Больше того, мне кажется, «Гамлет. Сцены» – один из тех спектаклей, которые надо смотреть не один раз. По крайней мере, для того, чтобы сполна проникнуться простой и вместе с тем с трудом поддающейся трансляции мыслью о том, что переживания и мотивы поступков персонажей шекспировского «Гамлета» к нам куда как ближе, чем это принято думать. 

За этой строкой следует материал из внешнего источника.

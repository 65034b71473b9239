//! Generic REST repository for scenarios, stories and tips.

use async_trait::async_trait;
use speakup_core::content::{
    CategoryInfo, CollectionSource, ContentRepository, Entity, Filter, LikeReceipt, LikeRepository,
};
use speakup_core::{Result, SpeakupError};
use std::marker::PhantomData;
use std::sync::Arc;

use crate::client::{Access, ApiClient};

/// `GET|POST /{resource}`, `GET /{resource}/{id}`, `GET /{resource}/categories`
/// and `POST /{resource}/{id}/like` for one entity type.
pub struct RestContentRepository<T> {
    client: Arc<ApiClient>,
    _entity: PhantomData<fn() -> T>,
}

impl<T: Entity> RestContentRepository<T> {
    pub fn new(client: Arc<ApiClient>) -> Self {
        Self {
            client,
            _entity: PhantomData,
        }
    }

    fn resource(&self) -> &'static str {
        T::RESOURCE.path()
    }
}

#[async_trait]
impl<T: Entity> CollectionSource<T> for RestContentRepository<T> {
    async fn fetch(&self, filter: &Filter) -> Result<Vec<T>> {
        tracing::debug!(resource = self.resource(), ?filter, "fetching collection");
        self.client
            .get(&[self.resource()], &filter.query_pairs())
            .await?
            .into_data(self.resource())
    }
}

#[async_trait]
impl<T: Entity> ContentRepository<T> for RestContentRepository<T> {
    async fn find_by_id(&self, id: &str) -> Result<T> {
        self.client
            .get(&[self.resource(), id], &[])
            .await
            .map_err(|e| match e {
                SpeakupError::NotFound { .. } => SpeakupError::not_found(T::ENTITY_TYPE, id),
                other => other,
            })?
            .into_data(T::ENTITY_TYPE)
    }

    async fn create(&self, draft: &T::Draft) -> Result<T> {
        self.client
            .post(&[self.resource()], Some(draft), Access::Bearer)
            .await?
            .into_data(self.resource())
    }

    async fn categories(&self) -> Result<Vec<CategoryInfo>> {
        self.client
            .get(&[self.resource(), "categories"], &[])
            .await?
            .into_data("categories")
    }
}

#[async_trait]
impl<T: Entity> LikeRepository for RestContentRepository<T> {
    async fn like(&self, id: &str) -> Result<LikeReceipt> {
        self.client
            .post::<(), LikeReceipt>(&[self.resource(), id, "like"], None, Access::Bearer)
            .await
            .map_err(|e| match e {
                SpeakupError::NotFound { .. } => SpeakupError::not_found(T::ENTITY_TYPE, id),
                other => other,
            })?
            .into_data("like")
    }
}
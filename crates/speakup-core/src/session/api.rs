//! Authentication endpoints trait.

use async_trait::async_trait;

use crate::error::Result;
use crate::user::{AuthPayload, Credentials, Identity, Registration};

/// The backend's authentication surface.
///
/// `login` and `register` are sent without a bearer token; `logout` and
/// `profile` carry whatever token is current.
#[async_trait]
pub trait AuthApi: Send + Sync {
    async fn register(&self, registration: &Registration) -> Result<AuthPayload>;

    async fn login(&self, credentials: &Credentials) -> Result<AuthPayload>;

    /// Best-effort server-side invalidation.
    async fn logout(&self) -> Result<()>;

    /// Identity behind the current token.
    async fn profile(&self) -> Result<Identity>;
}
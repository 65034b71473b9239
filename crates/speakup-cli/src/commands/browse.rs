use anyhow::{Context, Result};
use clap::Args;
use speakup_application::AppContext;
use speakup_application::pages::ContentBoard;
use speakup_core::content::{Entity, Filter, NewStory};

use super::Output;

#[derive(Args)]
pub struct ListArgs {
    /// Only this category ("all" for every category)
    #[arg(long)]
    pub category: Option<String>,
    /// Search term
    #[arg(long)]
    pub search: Option<String>,
}

impl ListArgs {
    fn filter(&self) -> Filter {
        Filter::all()
            .with_category(self.category.as_deref())
            .with_search(self.search.as_deref())
    }
}

#[derive(Args)]
pub struct ShareArgs {
    #[arg(long)]
    pub situation: String,
    /// What you said
    #[arg(long)]
    pub said: String,
    #[arg(long)]
    pub outcome: String,
    #[arg(long, default_value = "")]
    pub feeling: String,
    #[arg(long, default_value = "other")]
    pub category: String,
}

async fn fetch<T: Entity>(board: &ContentBoard<T>, args: &ListArgs) -> Result<Vec<T>> {
    board
        .view()
        .fetch(args.filter())
        .await
        .with_context(|| format!("Could not load {}", T::RESOURCE))?;
    Ok(board.view().items())
}

pub async fn scenarios(context: &AppContext, out: &Output, args: &ListArgs) -> Result<()> {
    let board = context.scenarios();
    let items = fetch(&board, args).await?;
    out.emit(&items, |items| {
        for scenario in items {
            println!("[{}] {} ({})", scenario.id, scenario.title, scenario.category);
            if !scenario.description.is_empty() {
                println!("    {}", scenario.description);
            }
        }
    })
}

pub async fn stories(context: &AppContext, out: &Output, args: &ListArgs) -> Result<()> {
    let page = context.stories();
    let (items, refreshed) = tokio::join!(fetch(page.board(), args), page.refresh_stats());
    let items = items?;
    if !refreshed {
        tracing::debug!("showing stories without fresh stats");
    }
    let stats = page.stats();

    out.emit(&items, |items| {
        println!(
            "{} stories, {} likes, {}% felt empowered",
            stats.total_stories, stats.total_likes, stats.empowered_percentage
        );
        for story in items {
            let heart = if story.has_liked { "♥" } else { "♡" };
            println!("[{}] {} {} {}", story.id, heart, story.likes, story.situation);
            println!("    I said: {}", story.what_i_said);
            println!("    Outcome: {}", story.outcome);
        }
    })
}

pub async fn like_story(context: &AppContext, out: &Output, id: &str) -> Result<()> {
    let page = context.stories();
    page.load().await.context("Could not load stories")?;
    let story = page.toggle_like(id).await.context("Like failed")?;
    out.emit(&story, |story| {
        let verb = if story.has_liked { "Liked" } else { "Unliked" };
        println!("{verb} story {} ({} likes)", story.id, story.likes);
    })
}

pub async fn share(context: &AppContext, out: &Output, args: ShareArgs) -> Result<()> {
    let page = context.stories();
    let draft = NewStory {
        situation: args.situation,
        what_i_said: args.said,
        outcome: args.outcome,
        feeling: args.feeling,
        category: args.category,
    };
    let story = page.share(&draft).await.context("Could not share story")?;
    out.emit(&story, |story| println!("Shared story {}", story.id))
}

pub async fn tips(context: &AppContext, out: &Output, args: &ListArgs) -> Result<()> {
    let board = context.tips();
    let items = fetch(&board, args).await?;
    out.emit(&items, |items| {
        for tip in items {
            println!("[{}] ({} likes) {}", tip.id, tip.likes, tip.content);
        }
    })
}

pub async fn like_tip(context: &AppContext, out: &Output, id: &str) -> Result<()> {
    let board = context.tips();
    board.load().await.context("Could not load tips")?;
    let (tip, _) = board.toggle_like(id).await.context("Like failed")?;
    out.emit(&tip, |tip| {
        let verb = if tip.has_liked { "Liked" } else { "Unliked" };
        println!("{verb} tip {} ({} likes)", tip.id, tip.likes);
    })
}
//! `/scripts/*` endpoints.

use async_trait::async_trait;
use serde_json::Value;
use speakup_core::Result;
use speakup_core::content::{
    GeneratedScript, ResourceKind, Script, ScriptRepository, ScriptRequest,
};
use std::sync::Arc;

use crate::client::{Access, ApiClient};

const SCRIPTS: &str = ResourceKind::Scripts.path();

pub struct RestScriptRepository {
    client: Arc<ApiClient>,
}

impl RestScriptRepository {
    pub fn new(client: Arc<ApiClient>) -> Self {
        Self { client }
    }
}

#[async_trait]
impl ScriptRepository for RestScriptRepository {
    async fn generate(&self, request: &ScriptRequest) -> Result<GeneratedScript> {
        self.client
            .post(&[SCRIPTS, "generate"], Some(request), Access::Bearer)
            .await?
            .into_data("generate")
    }

    async fn for_scenario(&self, scenario_id: &str) -> Result<Vec<Script>> {
        self.client
            .get(&[SCRIPTS, "scenario", scenario_id], &[])
            .await?
            .into_data("scenario scripts")
    }

    async fn saved(&self) -> Result<Vec<Script>> {
        self.client
            .get(&[SCRIPTS, "saved"], &[])
            .await?
            .into_data("saved scripts")
    }

    async fn save(&self, script_id: &str) -> Result<()> {
        self.client
            .post::<(), Value>(&[SCRIPTS, "save", script_id], None, Access::Bearer)
            .await
            .map(|_| ())
    }

    async fn unsave(&self, script_id: &str) -> Result<()> {
        self.client
            .delete::<Value>(&[SCRIPTS, "save", script_id])
            .await
            .map(|_| ())
    }
}
//! `/auth/*` endpoints.

use async_trait::async_trait;
use serde_json::Value;
use speakup_core::Result;
use speakup_core::session::AuthApi;
use speakup_core::user::{AuthPayload, Credentials, Identity, Registration};
use std::sync::Arc;

use crate::client::{Access, ApiClient};

pub struct RestAuthApi {
    client: Arc<ApiClient>,
}

impl RestAuthApi {
    pub fn new(client: Arc<ApiClient>) -> Self {
        Self { client }
    }
}

#[async_trait]
impl AuthApi for RestAuthApi {
    async fn register(&self, registration: &Registration) -> Result<AuthPayload> {
        self.client
            .post(&["auth", "register"], Some(registration), Access::Anonymous)
            .await?
            .into_data("register")
    }

    async fn login(&self, credentials: &Credentials) -> Result<AuthPayload> {
        self.client
            .post(&["auth", "login"], Some(credentials), Access::Anonymous)
            .await?
            .into_data("login")
    }

    async fn logout(&self) -> Result<()> {
        self.client
            .post::<(), Value>(&["auth", "logout"], None, Access::Bearer)
            .await
            .map(|_| ())
    }

    async fn profile(&self) -> Result<Identity> {
        self.client
            .get(&["auth", "profile"], &[])
            .await?
            .into_data("profile")
    }
}
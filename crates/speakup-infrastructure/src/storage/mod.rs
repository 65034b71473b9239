//! Storage layer for the client's local files.

mod atomic_toml;
mod token_store;

pub use atomic_toml::AtomicTomlFile;
pub use token_store::{FileTokenStore, MemoryTokenStore};
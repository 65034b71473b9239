//! Unified path management for SpeakUp client files.
//!
//! ```text
//! ~/.config/speakup/           # Config directory
//! ├── config.toml              # Client configuration
//! └── session.toml             # Persisted session token (mode 600)
//! ```

use std::path::PathBuf;

const APP_DIR: &str = "speakup";

/// Errors that can occur during path resolution.
#[derive(Debug)]
pub enum PathError {
    /// Config directory could not be determined.
    ConfigDirNotFound,
}

impl std::fmt::Display for PathError {
    fn fmt(&self, f: &mut std::fmt::Formatter<'_>) -> std::fmt::Result {
        match self {
            PathError::ConfigDirNotFound => write!(f, "Cannot find config directory"),
        }
    }
}

impl std::error::Error for PathError {}

impl From<PathError> for speakup_core::SpeakupError {
    fn from(err: PathError) -> Self {
        speakup_core::SpeakupError::config(err.to_string())
    }
}

/// Resolves every file the client reads or writes.
///
/// `SpeakupPaths::new(None)` uses the platform config directory;
/// `SpeakupPaths::new(Some(dir))` roots everything in `dir` (tests, portable
/// installs).
#[derive(Debug, Clone)]
pub struct SpeakupPaths {
    base_override: Option<PathBuf>,
}

impl SpeakupPaths {
    pub fn new(base_override: Option<PathBuf>) -> Self {
        Self { base_override }
    }

    /// Returns the SpeakUp configuration directory.
    pub fn config_dir(&self) -> Result<PathBuf, PathError> {
        match &self.base_override {
            Some(base) => Ok(base.clone()),
            None => dirs::config_dir()
                .map(|dir| dir.join(APP_DIR))
                .ok_or(PathError::ConfigDirNotFound),
        }
    }

    pub fn config_file(&self) -> Result<PathBuf, PathError> {
        Ok(self.config_dir()?.join("config.toml"))
    }

    /// File holding the persisted session token.
    pub fn session_file(&self) -> Result<PathBuf, PathError> {
        Ok(self.config_dir()?.join("session.toml"))
    }
}

impl Default for SpeakupPaths {
    fn default() -> Self {
        Self::new(None)
    }
}

#[cfg(test)]
mod tests {
    use super::*;

    #[test]
    fn test_default_config_dir_ends_with_app_dir() {
        if let Ok(dir) = SpeakupPaths::default().config_dir() {
            assert!(dir.ends_with(APP_DIR));
        }
    }

    #[test]
    fn test_override_roots_every_file() {
        let paths = SpeakupPaths::new(Some(PathBuf::from("/tmp/speakup-test")));
        assert_eq!(
            paths.config_file().unwrap(),
            PathBuf::from("/tmp/speakup-test/config.toml")
        );
        assert_eq!(
            paths.session_file().unwrap(),
            PathBuf::from("/tmp/speakup-test/session.toml")
        );
    }
}
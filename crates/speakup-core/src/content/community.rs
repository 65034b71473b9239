//! Aggregate counters and practice-tool summaries.

use serde::{Deserialize, Serialize};

/// Counters shown on the success-stories page (`GET /stats`).
#[derive(Debug, Clone, Default, PartialEq, Serialize, Deserialize)]
#[serde(rename_all = "camelCase", default)]
pub struct CommunityStats {
    pub total_stories: u64,
    pub total_likes: u64,
    pub empowered_percentage: u64,
}

impl CommunityStats {
    pub fn record_story_created(&mut self) {
        self.total_stories += 1;
    }

    /// Adjusts the like total by what the server says happened.
    pub fn record_like(&mut self, action: LikeAction) {
        match action {
            LikeAction::Liked => self.total_likes += 1,
            LikeAction::Unliked => self.total_likes = self.total_likes.saturating_sub(1),
        }
    }
}

#[derive(Debug, Clone, Copy, PartialEq, Eq, Serialize, Deserialize)]
#[serde(rename_all = "lowercase")]
pub enum LikeAction {
    Liked,
    Unliked,
}

/// Answer of `POST /{resource}/{id}/like`.
///
/// Only `likes` is guaranteed; older endpoints omit the other fields.
#[derive(Debug, Clone, PartialEq, Serialize, Deserialize)]
#[serde(rename_all = "camelCase")]
pub struct LikeReceipt {
    pub likes: u64,
    #[serde(default)]
    pub has_liked: Option<bool>,
    #[serde(default)]
    pub action: Option<LikeAction>,
}

/// Item counts behind the practice-tools page.
#[derive(Debug, Clone, Default, PartialEq, Eq, Serialize, Deserialize)]
pub struct ToolsSummary {
    pub total_phrases: u64,
    pub total_affirmations: u64,
    pub total_scripts: u64,
}
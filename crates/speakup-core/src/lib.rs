//! Domain layer for the SpeakUp client.
//!
//! Models, the error taxonomy and the traits every other crate plugs into.
//! Nothing here performs I/O.

pub mod config;
pub mod content;
pub mod error;
pub mod session;
pub mod user;

// Re-export common error type
pub use error::{ErrorKind, Result, SpeakupError};
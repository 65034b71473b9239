use anyhow::Result;
use clap::{Parser, Subcommand};
use speakup_application::AppContext;
use speakup_infrastructure::{ConfigService, SpeakupPaths};
use std::path::PathBuf;
use tracing_subscriber::EnvFilter;

mod commands;

#[derive(Parser)]
#[command(name = "speakup")]
#[command(about = "SpeakUp CLI - rehearse assertive conversations from the terminal", long_about = None)]
struct Cli {
    /// Directory holding config.toml and session.toml
    #[arg(long, global = true)]
    config_dir: Option<PathBuf>,

    /// Print raw JSON instead of text
    #[arg(long, global = true)]
    json: bool,

    #[command(subcommand)]
    command: Commands,
}

#[derive(Subcommand)]
enum Commands {
    /// Sign in and remember the session
    Login {
        #[arg(long)]
        email: String,
        #[arg(long)]
        password: String,
    },
    /// Create an account and sign in with it
    Register {
        #[arg(long)]
        name: String,
        #[arg(long)]
        email: String,
        #[arg(long)]
        password: String,
    },
    /// Sign out and forget the stored session
    Logout,
    /// Show who is signed in
    Whoami,
    /// Browse practice scenarios
    Scenarios(commands::browse::ListArgs),
    /// One scenario with its scripts
    Scenario { id: String },
    /// Community stories
    Stories {
        #[command(subcommand)]
        action: StoriesAction,
    },
    /// Quick tips
    Tips {
        #[command(subcommand)]
        action: TipsAction,
    },
    /// Generate a script for a situation
    Generate {
        situation: String,
        /// calm, friendly or firm
        #[arg(long, default_value = "calm")]
        tone: String,
    },
    /// Saved scripts of the signed-in user
    Saved {
        #[command(subcommand)]
        action: SavedAction,
    },
    /// Counts of the practice tools
    Tools,
    /// Show or change config.toml
    Config(commands::config::ConfigArgs),
}

#[derive(Subcommand)]
enum StoriesAction {
    /// List stories with community stats
    List(commands::browse::ListArgs),
    /// Toggle your like on a story
    Like { id: String },
    /// Share a story
    Share(commands::browse::ShareArgs),
}

#[derive(Subcommand)]
enum TipsAction {
    /// List tips
    List(commands::browse::ListArgs),
    /// Toggle your like on a tip
    Like { id: String },
}

#[derive(Subcommand)]
enum SavedAction {
    /// List saved scripts
    List,
    /// Save a script
    Add { id: String },
    /// Remove a saved script
    Remove { id: String },
}

#[tokio::main]
async fn main() -> Result<()> {
    let cli = Cli::parse();
    let paths = SpeakupPaths::new(cli.config_dir.clone());
    let config = ConfigService::new(&paths)?.get_config()?;
    init_tracing(&config.log_level);

    // Runs before the client is built so a bad api_url can still be fixed.
    if let Commands::Config(args) = &cli.command {
        return commands::config::run(&paths, args);
    }

    let context = AppContext::bootstrap(&paths)?;

    context.session().initialize().await;
    let out = commands::Output::new(cli.json);

    match cli.command {
        Commands::Login { email, password } => {
            commands::auth::login(&context, &out, &email, &password).await?
        }
        Commands::Register {
            name,
            email,
            password,
        } => commands::auth::register(&context, &out, &name, &email, &password).await?,
        Commands::Logout => commands::auth::logout(&context).await,
        Commands::Whoami => commands::auth::whoami(&context, &out)?,
        Commands::Scenarios(args) => commands::browse::scenarios(&context, &out, &args).await?,
        Commands::Scenario { id } => commands::scripts::scenario(&context, &out, &id).await?,
        Commands::Stories { action } => match action {
            StoriesAction::List(args) => commands::browse::stories(&context, &out, &args).await?,
            StoriesAction::Like { id } => commands::browse::like_story(&context, &out, &id).await?,
            StoriesAction::Share(args) => commands::browse::share(&context, &out, args).await?,
        },
        Commands::Tips { action } => match action {
            TipsAction::List(args) => commands::browse::tips(&context, &out, &args).await?,
            TipsAction::Like { id } => commands::browse::like_tip(&context, &out, &id).await?,
        },
        Commands::Generate { situation, tone } => {
            commands::scripts::generate(&context, &out, &situation, &tone).await?
        }
        Commands::Saved { action } => match action {
            SavedAction::List => commands::scripts::saved(&context, &out).await?,
            SavedAction::Add { id } => commands::scripts::save(&context, &id).await?,
            SavedAction::Remove { id } => commands::scripts::unsave(&context, &id).await?,
        },
        Commands::Tools => commands::scripts::tools(&context, &out).await?,
        Commands::Config(_) => {}
    }

    Ok(())
}

fn init_tracing(fallback: &str) {
    let filter = EnvFilter::try_from_default_env()
        .or_else(|_| EnvFilter::try_new(fallback))
        .unwrap_or_else(|_| EnvFilter::new("info"));
    tracing_subscriber::fmt()
        .with_env_filter(filter)
        .with_writer(std::io::stderr)
        .init();
}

И дело не только в современных костюмах (современных относительно Шекспира, а вообще-то, собранных из разных эпох – от золотых эполет на мундире Клавдия (Ренат Шамсетдинов) и серой униформы Полония (Зуфар Харисов), придающей ему сходство с советским метрдотелем, до джинсов и черного свитера Гамлета (Артем Пискунов). Эта «кричащая» эклектика, пожалуй, единственное напоминание о вневременности действия, замешанного на «вечных» вопросах человеческого бытия. По сути же, перед нами обычные живые люди, со своими достоинствами и недостатками, и в каждом из них живет своя неизбывная боль, в том числе и за себя, за свои обманутые надежды. Но прежде всего источником этой боли является любовь к ближнему…

Премьера только что состоялась, и впечатления от нее, признаться, еще не уложились настолько, чтобы делать какие-то окончательные выводы. Спектакль «Гамлет. Сцены», повторюсь, надо смотреть не один раз. А кроме того, хотелось бы предоставить слово самому режиссеру-постановщику – заслуженному деятелю искусств РТ Рашиду Загидуллину, побеседовать с которым удалось буквально накануне премьеры.

– Из всех пьес Шекспира татарские театры почему-то чаще и охотнее ставят «Короля Лира». А какова история «Гамлета» на татарской сцене и существует ли она вообще?

– Насколько я знаю, впервые пьеса была поставлена в татар­ском театре в 1921 году и главную роль в том спектакле играл известный актер-трагик Мухтар Мутин. После этого к «Гамлету» больше никто не прикасался. И мы пока единственный татарский театр, который в двадцать первом веке обратился не вообще к Шекспиру, а именно к  «Гамлету».

Мы играем спектакль не на сцене, а в нашем большом фойе – это пространство меня всегда волновало. Я люблю экспериментировать с новыми площадками. Например, наш спектакль «На дне» шел в «кармане» сцены, а большая ее часть была отдана зрителям. Теперь я помещаю зрителей в одно пространство с артистами. Декораций в привычном понимании никаких. Декорацией является само фойе – с инкрустированным паркетом, люстрами и красивым балконом. В свое время, до революции, в этом зале проводили балы. Наверху сидел оркестр, внизу танцевали пары, и, соответственно, акустика в этом зале потрясающая. Напоминает акустику средневекового замка или католического собора.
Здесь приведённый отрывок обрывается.